Es mag auch sein, dass man bzgl. seines Modells von "Partnerschaft" durch das geprägt ist, was man in seiner Familie erlebt hat. Ein Scheidungskind wirft seinen Partner vermutlich eher weg als ein Kind aus stabilen Familienverhältnissen. Früher hab ich zwar immer gesagt, die Ehe meiner Eltern war das Papier nicht wert, auf dem sie geschrieben stand, aber später habe ich erkannt, dass zumindest mein Vater meine Mutter durchaus geliebt hat. Sie stammten halt beide aus dysfunktionalen Elternhäusern und hatten den Krieg erlebt. Da ist vieles nicht so toll gelaufen. Es waren andere Zeiten. Aber doch, auch das war Liebe.
Positiv hab ich aber immer die Ehe meiner Oma im Kopf gehabt (ich habe sie allerdings nur in den Osterferien in meiner Kindheit erlebt)... meine Oma war leider extrem eifersüchtig und hat sich auch sonst schnell aufgeregt und ihren armen Mann oft furchtbar ausgeschimpft. Aber im Regelfall hat der sich gar nicht groß daran beteiligt und sie einfach schimpfen lassen. Er wusste ja, dass es genauso schnell wieder vorbei ist. Dann saßen sie wieder beieinander, und er hat sie hingebungsvoll stundenlang gestreichelt. Er hat sich auf der einen Seite vielleicht viel gefallen lassen, aber auf der anderen Seite hatte er dadurch genau die richtige Art, das Wesen meiner Oma zu händeln. Fatal wäre halt gewesen, wenn sie sich dann gegenseitig die Köpfe eingeschlagen hätten. Sie hat ihn dann bis zu seinem Tod gepflegt.
Insofern ist mein Bild einer Beziehung halt keineswegs, dass es keinen Streit geben darf. Ich kenne es so, dass es natürlich auch heftigen Streit gibt - und auch in der Ehe meiner Großtante sind wohl früher die Teller geflogen, so sind eben die Frauen in meiner mütterlichen Verwandtschaft -, aber dieser Streit nicht die Beziehung infragestellt, sondern man trotzdem miteinander in Liebe verbunden bleibt.
*****Sky:
Oder gibt es sowas wie Liebe nicht wirklich und am Ende ist man doch alleine glücklich und holt sich nur den hormonellen Ausgleich?

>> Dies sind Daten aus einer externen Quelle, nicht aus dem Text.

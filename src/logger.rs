//! Logging setup for the library
//!
//! Uses the `tracing` crate with `tracing-subscriber` for formatting. The log
//! level is taken from the configuration and defaults to `info`. Messages are
//! written to stdout, and additionally to a log file when `paths.log` is set.

use anyhow::{Context, Result};
use tracing_subscriber::fmt::time::FormatTime;
use tracing_subscriber::fmt::{self};
use tracing_subscriber::prelude::__tracing_subscriber_SubscriberExt;
use tracing_subscriber::registry::Registry;
use tracing_subscriber::util::SubscriberInitExt;
use tracing_subscriber::EnvFilter;

use crate::routines::settings::Settings;

/// Install the global tracing subscriber
///
/// Safe to call more than once: if a subscriber is already installed the call
/// is a no-op, so repeated entrypoint invocations (e.g. from tests) do not
/// panic.
pub fn setup_log(settings: &Settings) -> Result<()> {
    let log_level = settings.config.log_level.to_lowercase();
    let env_filter = EnvFilter::new(&log_level);

    let subscriber = Registry::default().with(env_filter);

    let stdout_layer = fmt::layer()
        .with_writer(std::io::stdout)
        .with_ansi(true)
        .with_target(false)
        .with_timer(CompactTimestamp);

    let file_layer = match &settings.paths.log {
        Some(log_path) => {
            let file = std::fs::OpenOptions::new()
                .create(true)
                .write(true)
                .truncate(true)
                .open(log_path)
                .with_context(|| format!("Failed to open log file {}", log_path))?;
            Some(
                fmt::layer()
                    .with_writer(file)
                    .with_ansi(false)
                    .with_timer(CompactTimestamp),
            )
        }
        None => None,
    };

    if subscriber.with(stdout_layer).with(file_layer).try_init().is_ok() {
        tracing::debug!("Logging is configured with level: {}", log_level);
    }
    Ok(())
}

#[derive(Clone)]
struct CompactTimestamp;

impl FormatTime for CompactTimestamp {
    fn format_time(
        &self,
        w: &mut tracing_subscriber::fmt::format::Writer<'_>,
    ) -> Result<(), std::fmt::Error> {
        write!(w, "{}", chrono::Local::now().format("%H:%M:%S"))
    }
}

Ich glaube durchaus an die Liebe als solche. Daher ist es bei mir auch so, dass jeder, der mal einen Platz in meinem Herzen hatte, auch ewig einen darin haben wird. Für mich währt Liebe ewig, sie verändert nur ihre Gestalt und Ausprägung und Intensität je nach Lebenssituation.
Einen Ex-Partner wird man wohl anders "lieben" als einen aktuellen Partner. Seinen Partner liebt man anders als seine Eltern, Kinder oder Haustiere.
Und gerade wenn es Verletzungen gegeben hat, verändern sich Gefühle. Aber ich war noch nie ein Mensch, wie es z. B. meine Mama oder Schwester waren, der einem anderen Menschen jahrelang böse sein kann. So bin ich nicht. Nach einiger Zeit konzentrieren sich meine Gedanken wieder auf das Gute und Liebenswerte.
Tatsächlich könnte ich mir mit jedem, in den ich mal aufrichtig verliebt war, auch heute noch eine Beziehung vorstellen (das sind jetzt nicht wirklich viele).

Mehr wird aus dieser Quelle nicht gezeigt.